## About this task
Using the listing below, count the lines in which "commands" appears; give the count alone.

## Data for this task
Start of Block

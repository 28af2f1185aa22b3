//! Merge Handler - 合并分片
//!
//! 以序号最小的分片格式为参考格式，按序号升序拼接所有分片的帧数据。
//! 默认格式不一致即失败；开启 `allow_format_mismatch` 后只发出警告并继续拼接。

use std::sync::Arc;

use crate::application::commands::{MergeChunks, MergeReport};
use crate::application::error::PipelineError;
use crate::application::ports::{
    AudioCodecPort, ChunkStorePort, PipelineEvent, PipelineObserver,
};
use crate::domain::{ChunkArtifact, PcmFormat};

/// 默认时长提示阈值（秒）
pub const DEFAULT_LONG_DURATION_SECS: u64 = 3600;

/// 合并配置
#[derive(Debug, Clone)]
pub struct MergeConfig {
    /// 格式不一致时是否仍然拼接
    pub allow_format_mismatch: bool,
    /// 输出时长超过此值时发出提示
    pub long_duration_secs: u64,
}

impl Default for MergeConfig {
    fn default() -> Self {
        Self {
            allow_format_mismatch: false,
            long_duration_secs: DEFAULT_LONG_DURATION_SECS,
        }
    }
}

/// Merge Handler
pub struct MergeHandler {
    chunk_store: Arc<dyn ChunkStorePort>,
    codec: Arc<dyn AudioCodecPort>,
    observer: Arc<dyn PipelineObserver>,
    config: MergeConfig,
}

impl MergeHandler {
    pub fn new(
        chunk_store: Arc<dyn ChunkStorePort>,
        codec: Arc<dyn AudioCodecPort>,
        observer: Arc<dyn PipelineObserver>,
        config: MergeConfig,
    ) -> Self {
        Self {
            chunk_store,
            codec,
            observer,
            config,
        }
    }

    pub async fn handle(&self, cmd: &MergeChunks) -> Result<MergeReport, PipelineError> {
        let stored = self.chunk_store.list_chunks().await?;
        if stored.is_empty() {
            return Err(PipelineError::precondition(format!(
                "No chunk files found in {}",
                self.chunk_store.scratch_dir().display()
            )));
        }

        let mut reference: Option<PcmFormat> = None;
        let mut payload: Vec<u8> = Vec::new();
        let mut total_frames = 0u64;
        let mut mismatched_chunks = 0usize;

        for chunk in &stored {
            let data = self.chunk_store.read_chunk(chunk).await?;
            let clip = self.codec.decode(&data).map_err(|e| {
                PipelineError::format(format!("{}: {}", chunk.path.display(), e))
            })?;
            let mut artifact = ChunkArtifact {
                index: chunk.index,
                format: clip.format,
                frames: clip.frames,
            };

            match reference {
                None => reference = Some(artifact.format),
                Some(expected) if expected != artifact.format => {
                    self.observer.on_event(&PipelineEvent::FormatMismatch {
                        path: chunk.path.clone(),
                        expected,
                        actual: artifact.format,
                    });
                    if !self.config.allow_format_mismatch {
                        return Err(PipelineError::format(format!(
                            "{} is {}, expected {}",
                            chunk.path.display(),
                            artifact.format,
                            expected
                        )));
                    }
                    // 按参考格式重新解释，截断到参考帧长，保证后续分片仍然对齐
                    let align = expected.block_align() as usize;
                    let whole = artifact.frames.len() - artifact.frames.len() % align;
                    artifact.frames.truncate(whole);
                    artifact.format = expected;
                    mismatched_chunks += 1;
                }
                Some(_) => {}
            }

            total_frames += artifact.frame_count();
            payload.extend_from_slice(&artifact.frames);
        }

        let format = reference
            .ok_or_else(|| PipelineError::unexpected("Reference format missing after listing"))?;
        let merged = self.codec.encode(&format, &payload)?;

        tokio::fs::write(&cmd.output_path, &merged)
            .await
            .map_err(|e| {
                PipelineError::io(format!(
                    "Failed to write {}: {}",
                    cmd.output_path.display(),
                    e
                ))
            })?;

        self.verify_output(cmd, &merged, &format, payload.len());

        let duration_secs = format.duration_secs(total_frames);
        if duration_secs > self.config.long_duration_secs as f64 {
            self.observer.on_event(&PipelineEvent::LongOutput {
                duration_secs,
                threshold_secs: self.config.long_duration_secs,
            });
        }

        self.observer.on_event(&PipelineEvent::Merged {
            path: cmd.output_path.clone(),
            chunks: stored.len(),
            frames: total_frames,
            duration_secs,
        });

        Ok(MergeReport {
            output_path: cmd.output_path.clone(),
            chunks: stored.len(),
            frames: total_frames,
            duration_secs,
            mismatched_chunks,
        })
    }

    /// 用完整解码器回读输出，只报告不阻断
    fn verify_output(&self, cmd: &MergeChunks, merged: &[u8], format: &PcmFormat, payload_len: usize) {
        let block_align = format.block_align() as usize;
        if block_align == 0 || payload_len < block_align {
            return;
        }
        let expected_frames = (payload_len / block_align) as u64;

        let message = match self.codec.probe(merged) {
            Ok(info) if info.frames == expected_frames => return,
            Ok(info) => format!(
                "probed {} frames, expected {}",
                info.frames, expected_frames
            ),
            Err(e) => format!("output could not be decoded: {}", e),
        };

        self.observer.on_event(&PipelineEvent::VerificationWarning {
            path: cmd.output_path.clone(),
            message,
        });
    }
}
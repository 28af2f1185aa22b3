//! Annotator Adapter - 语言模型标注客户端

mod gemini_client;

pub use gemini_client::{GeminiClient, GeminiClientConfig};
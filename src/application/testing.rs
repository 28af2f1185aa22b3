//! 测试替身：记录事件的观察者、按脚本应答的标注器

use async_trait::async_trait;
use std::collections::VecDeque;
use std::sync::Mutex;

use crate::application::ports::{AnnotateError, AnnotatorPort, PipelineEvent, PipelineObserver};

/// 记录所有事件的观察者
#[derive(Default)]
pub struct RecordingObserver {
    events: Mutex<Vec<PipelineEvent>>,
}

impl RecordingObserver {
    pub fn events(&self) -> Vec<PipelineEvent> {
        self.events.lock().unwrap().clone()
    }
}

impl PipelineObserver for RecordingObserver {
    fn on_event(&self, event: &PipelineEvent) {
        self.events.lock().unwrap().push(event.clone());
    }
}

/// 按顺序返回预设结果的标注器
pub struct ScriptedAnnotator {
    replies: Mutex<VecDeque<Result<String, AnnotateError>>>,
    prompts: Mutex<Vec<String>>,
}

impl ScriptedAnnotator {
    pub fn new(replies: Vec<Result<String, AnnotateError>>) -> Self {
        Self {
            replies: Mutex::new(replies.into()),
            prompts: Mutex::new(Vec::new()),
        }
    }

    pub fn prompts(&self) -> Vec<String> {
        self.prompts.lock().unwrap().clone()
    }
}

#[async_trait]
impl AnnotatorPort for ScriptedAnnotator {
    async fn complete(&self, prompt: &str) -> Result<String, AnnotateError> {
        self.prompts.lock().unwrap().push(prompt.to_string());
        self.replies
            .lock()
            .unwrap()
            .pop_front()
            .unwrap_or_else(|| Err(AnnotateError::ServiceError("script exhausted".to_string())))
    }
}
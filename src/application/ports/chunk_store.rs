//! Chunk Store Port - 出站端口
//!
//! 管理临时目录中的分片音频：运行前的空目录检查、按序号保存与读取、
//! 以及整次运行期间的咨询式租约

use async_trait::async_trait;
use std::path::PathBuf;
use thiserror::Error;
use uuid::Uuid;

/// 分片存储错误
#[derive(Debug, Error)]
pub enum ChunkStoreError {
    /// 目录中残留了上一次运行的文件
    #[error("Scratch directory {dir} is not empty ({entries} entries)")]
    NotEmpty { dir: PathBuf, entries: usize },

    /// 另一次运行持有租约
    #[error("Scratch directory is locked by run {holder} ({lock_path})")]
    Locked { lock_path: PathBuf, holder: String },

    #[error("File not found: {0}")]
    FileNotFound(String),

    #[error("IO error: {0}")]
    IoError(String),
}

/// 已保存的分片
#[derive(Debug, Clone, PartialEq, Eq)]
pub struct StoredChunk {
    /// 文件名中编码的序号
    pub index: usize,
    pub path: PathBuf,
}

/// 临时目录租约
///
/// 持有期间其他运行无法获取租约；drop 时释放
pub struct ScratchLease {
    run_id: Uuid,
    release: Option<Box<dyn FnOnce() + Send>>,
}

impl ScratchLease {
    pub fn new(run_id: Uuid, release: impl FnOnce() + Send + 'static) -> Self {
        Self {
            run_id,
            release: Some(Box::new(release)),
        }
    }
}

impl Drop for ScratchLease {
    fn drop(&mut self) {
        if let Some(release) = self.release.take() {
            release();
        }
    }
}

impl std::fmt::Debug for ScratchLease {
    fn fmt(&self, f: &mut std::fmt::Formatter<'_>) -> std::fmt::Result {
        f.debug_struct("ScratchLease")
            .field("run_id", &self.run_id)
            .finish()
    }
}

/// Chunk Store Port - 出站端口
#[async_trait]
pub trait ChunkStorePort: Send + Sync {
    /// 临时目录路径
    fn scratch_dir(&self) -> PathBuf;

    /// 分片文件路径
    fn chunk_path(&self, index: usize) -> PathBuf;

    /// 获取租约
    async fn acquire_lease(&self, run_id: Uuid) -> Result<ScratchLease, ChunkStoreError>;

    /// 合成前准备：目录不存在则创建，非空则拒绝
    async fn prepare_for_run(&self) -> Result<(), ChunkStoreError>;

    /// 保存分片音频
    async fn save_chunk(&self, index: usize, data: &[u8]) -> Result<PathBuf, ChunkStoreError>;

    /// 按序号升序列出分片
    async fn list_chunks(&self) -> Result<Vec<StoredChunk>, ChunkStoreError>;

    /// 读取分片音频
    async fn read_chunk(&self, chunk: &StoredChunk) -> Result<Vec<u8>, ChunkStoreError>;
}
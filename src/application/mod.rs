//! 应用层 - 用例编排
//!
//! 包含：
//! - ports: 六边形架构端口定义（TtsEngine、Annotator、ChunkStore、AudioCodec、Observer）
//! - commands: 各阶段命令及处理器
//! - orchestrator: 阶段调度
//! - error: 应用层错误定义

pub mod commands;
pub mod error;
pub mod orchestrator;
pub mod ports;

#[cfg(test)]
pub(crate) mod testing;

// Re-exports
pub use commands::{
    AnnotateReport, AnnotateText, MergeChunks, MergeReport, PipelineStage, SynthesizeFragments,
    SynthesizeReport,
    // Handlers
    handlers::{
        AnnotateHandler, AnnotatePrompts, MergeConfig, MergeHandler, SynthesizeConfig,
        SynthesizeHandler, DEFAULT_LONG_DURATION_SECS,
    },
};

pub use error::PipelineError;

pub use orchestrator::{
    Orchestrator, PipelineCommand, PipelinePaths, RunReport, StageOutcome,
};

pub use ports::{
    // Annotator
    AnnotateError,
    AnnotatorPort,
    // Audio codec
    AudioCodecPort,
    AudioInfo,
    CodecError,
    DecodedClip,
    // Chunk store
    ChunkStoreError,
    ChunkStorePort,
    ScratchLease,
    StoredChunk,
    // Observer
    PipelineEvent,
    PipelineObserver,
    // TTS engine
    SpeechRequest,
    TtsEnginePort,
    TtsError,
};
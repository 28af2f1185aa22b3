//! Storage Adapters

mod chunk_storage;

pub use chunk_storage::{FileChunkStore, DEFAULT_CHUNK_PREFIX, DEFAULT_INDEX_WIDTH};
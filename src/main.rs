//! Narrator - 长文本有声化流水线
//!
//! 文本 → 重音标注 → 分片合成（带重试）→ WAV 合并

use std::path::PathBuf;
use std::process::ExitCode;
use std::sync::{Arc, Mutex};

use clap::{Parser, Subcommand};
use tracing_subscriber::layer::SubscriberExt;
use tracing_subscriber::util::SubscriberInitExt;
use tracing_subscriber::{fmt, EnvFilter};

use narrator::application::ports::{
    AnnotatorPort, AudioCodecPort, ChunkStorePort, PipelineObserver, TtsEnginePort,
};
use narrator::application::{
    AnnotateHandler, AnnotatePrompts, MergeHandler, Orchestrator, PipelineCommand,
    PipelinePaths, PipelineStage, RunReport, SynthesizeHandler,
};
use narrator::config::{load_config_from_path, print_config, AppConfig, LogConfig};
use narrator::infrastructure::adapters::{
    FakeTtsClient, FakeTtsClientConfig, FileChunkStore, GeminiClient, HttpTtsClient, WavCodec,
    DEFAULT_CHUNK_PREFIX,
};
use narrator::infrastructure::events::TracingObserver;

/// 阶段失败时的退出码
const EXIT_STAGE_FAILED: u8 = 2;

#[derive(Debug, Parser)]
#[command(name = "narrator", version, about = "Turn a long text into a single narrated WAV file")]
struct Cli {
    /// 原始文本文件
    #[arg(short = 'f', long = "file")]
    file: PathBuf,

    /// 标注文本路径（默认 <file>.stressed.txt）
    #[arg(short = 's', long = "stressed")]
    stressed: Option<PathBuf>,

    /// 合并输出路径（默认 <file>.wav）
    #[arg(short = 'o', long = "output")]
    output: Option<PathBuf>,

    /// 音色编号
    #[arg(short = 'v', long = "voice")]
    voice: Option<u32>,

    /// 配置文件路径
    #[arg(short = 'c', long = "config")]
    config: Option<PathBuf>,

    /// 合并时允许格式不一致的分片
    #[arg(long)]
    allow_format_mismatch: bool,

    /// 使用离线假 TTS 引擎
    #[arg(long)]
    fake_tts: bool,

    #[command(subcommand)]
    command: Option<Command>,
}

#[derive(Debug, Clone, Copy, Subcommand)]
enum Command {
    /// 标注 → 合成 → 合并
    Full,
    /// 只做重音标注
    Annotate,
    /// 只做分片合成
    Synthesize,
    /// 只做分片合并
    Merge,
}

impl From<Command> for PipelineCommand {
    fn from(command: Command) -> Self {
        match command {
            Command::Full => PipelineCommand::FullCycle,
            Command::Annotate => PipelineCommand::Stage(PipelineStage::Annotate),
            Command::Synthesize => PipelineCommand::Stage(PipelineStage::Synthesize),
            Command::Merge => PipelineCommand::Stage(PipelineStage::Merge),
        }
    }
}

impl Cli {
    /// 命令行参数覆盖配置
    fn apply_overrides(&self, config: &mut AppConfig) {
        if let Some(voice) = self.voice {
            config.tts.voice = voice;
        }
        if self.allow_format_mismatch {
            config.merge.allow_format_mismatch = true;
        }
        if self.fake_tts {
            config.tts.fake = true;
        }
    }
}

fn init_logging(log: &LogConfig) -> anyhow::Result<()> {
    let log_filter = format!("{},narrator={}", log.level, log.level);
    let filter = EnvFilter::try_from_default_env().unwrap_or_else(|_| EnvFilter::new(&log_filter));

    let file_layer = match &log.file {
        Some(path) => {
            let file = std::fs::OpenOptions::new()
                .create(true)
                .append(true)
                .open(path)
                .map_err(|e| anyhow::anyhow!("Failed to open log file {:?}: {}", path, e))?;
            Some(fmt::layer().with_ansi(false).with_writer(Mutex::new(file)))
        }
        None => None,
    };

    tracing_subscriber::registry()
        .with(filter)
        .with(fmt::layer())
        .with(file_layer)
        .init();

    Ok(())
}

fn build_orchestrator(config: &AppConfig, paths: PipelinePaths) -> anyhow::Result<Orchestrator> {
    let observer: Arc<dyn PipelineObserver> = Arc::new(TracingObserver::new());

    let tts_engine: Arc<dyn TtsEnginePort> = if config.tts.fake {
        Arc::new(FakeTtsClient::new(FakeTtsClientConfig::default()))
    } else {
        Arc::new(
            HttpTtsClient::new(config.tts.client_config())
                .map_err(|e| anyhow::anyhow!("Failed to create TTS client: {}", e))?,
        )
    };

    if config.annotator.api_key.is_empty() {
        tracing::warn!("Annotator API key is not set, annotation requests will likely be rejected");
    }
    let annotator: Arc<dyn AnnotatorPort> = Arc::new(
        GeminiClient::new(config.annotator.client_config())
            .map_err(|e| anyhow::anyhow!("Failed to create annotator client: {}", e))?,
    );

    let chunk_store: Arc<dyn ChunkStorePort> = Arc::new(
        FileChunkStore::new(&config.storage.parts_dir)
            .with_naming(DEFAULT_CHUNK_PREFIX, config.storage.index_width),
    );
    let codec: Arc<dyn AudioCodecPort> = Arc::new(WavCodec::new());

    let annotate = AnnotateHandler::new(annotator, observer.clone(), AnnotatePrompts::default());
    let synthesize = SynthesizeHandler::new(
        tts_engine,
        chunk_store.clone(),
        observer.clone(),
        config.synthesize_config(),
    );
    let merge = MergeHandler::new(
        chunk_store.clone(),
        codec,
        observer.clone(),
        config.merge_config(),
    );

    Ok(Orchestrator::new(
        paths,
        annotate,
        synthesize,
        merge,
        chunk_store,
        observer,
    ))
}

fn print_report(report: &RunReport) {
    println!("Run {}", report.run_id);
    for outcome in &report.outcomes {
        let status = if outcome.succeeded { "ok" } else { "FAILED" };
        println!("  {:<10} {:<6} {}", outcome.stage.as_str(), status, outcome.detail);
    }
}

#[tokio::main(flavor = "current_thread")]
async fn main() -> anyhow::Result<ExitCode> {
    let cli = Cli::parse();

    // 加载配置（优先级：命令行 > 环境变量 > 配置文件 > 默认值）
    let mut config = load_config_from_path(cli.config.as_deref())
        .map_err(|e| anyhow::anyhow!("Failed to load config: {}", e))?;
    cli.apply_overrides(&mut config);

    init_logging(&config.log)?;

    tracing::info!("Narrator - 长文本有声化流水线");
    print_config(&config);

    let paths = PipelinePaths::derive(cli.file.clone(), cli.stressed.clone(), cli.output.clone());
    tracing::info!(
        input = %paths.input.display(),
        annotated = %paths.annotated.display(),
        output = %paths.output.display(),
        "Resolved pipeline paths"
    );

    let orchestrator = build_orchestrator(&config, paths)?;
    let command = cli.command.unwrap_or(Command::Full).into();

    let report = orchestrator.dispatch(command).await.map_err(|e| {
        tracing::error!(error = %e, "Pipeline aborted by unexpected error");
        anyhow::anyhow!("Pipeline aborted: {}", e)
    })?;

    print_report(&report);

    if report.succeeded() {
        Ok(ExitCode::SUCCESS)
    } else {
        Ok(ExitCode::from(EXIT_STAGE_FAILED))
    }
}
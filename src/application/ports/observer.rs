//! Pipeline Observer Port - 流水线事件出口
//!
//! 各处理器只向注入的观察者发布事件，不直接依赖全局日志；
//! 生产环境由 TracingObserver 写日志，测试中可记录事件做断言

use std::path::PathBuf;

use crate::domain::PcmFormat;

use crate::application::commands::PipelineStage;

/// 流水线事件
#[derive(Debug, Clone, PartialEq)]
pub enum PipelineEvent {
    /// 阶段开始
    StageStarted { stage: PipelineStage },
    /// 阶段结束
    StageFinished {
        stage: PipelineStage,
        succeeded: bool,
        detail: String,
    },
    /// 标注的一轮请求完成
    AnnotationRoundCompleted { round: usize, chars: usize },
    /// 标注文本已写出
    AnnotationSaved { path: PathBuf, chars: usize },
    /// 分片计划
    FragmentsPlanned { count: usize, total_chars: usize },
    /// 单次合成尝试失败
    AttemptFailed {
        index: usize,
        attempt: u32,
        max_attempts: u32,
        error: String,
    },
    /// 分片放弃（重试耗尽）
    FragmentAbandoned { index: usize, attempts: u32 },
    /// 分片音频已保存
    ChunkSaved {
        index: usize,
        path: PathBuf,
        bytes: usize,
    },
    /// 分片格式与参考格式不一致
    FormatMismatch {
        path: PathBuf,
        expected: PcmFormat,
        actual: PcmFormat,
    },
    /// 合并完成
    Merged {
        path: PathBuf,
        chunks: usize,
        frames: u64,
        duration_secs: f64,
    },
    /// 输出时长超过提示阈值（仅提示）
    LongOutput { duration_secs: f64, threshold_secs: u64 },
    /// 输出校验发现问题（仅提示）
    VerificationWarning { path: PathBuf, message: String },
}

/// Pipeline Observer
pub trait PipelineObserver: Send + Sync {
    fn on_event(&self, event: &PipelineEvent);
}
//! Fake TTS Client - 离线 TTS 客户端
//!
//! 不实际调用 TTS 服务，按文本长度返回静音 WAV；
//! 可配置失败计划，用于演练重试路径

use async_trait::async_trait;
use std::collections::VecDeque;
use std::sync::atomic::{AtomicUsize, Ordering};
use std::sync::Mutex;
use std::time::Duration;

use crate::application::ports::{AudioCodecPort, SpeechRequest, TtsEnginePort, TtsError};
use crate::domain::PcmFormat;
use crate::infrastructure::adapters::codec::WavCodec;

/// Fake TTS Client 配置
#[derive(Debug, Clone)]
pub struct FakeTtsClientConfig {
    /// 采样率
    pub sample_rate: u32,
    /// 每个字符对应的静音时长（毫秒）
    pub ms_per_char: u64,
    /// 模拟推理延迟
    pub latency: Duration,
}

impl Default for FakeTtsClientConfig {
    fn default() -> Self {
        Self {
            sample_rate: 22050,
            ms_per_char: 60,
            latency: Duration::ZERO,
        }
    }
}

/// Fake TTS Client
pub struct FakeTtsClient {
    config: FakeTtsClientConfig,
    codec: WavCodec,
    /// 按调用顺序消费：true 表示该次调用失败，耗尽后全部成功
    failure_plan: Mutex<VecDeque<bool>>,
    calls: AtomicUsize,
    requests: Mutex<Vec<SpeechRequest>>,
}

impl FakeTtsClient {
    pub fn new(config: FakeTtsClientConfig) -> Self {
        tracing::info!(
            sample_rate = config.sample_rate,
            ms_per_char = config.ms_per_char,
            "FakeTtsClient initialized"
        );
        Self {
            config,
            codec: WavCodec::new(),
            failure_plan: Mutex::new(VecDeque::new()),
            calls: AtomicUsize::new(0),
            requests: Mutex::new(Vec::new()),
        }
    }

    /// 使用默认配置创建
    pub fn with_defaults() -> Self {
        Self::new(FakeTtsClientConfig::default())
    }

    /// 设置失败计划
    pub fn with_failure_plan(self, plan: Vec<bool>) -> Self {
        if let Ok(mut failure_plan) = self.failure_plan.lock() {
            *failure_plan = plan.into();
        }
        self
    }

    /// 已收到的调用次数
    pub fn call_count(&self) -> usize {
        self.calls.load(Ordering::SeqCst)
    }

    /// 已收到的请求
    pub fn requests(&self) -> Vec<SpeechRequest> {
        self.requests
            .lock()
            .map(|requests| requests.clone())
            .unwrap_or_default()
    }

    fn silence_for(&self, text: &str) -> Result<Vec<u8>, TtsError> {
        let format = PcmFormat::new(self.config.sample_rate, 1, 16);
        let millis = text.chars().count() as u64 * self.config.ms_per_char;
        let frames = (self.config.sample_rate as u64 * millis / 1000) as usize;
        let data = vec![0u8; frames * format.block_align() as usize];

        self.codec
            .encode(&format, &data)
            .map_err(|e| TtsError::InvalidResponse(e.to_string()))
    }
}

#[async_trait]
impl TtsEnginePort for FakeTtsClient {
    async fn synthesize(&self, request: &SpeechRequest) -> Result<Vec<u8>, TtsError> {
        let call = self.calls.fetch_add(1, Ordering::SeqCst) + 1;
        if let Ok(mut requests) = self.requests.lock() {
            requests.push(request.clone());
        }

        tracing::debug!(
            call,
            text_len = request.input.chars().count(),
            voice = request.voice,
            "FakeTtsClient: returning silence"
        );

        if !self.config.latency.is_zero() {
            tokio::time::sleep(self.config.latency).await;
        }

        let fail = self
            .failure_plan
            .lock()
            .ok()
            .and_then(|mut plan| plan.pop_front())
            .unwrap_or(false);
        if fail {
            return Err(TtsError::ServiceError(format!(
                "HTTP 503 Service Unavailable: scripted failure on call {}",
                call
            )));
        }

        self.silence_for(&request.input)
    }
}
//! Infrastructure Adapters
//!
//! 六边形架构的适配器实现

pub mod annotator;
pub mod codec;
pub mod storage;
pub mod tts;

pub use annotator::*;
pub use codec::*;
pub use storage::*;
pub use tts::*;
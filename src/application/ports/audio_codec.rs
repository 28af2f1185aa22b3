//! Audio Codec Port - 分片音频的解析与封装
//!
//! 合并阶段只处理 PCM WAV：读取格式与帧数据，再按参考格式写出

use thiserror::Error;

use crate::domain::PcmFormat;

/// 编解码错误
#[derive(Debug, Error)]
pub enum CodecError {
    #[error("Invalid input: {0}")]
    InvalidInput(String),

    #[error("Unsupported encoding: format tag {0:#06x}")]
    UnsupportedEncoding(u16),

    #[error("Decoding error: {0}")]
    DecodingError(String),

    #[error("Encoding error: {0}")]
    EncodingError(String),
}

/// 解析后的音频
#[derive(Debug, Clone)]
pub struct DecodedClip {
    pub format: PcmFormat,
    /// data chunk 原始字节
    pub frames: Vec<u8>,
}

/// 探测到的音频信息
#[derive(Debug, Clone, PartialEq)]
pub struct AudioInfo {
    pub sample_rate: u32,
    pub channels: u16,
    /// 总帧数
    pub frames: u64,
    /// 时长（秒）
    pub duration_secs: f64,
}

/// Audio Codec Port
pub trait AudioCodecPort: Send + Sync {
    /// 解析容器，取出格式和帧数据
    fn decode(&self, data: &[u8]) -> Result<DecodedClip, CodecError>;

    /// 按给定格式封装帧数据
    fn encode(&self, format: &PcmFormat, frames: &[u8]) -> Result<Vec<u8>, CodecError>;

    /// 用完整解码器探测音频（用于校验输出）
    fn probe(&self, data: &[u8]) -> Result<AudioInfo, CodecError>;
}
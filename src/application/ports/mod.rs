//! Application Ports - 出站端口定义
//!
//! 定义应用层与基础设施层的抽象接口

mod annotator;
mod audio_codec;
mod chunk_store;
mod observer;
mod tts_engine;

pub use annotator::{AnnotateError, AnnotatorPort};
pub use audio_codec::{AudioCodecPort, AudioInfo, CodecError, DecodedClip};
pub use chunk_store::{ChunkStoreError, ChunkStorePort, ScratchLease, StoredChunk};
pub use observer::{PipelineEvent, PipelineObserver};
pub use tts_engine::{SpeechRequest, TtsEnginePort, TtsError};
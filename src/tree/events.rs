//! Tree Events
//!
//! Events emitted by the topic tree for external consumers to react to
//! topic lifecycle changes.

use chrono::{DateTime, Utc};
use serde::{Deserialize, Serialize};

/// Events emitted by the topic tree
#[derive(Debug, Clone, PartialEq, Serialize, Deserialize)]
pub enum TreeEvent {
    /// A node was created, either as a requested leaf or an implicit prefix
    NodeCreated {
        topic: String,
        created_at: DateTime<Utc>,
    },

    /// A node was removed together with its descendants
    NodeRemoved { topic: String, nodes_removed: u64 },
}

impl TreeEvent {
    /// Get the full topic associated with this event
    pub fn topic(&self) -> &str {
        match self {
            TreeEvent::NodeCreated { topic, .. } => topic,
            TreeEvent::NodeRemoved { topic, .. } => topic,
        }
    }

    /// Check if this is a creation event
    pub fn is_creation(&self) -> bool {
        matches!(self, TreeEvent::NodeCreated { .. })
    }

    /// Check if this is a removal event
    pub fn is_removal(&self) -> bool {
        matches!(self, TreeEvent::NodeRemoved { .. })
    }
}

End of Block

## Result below
5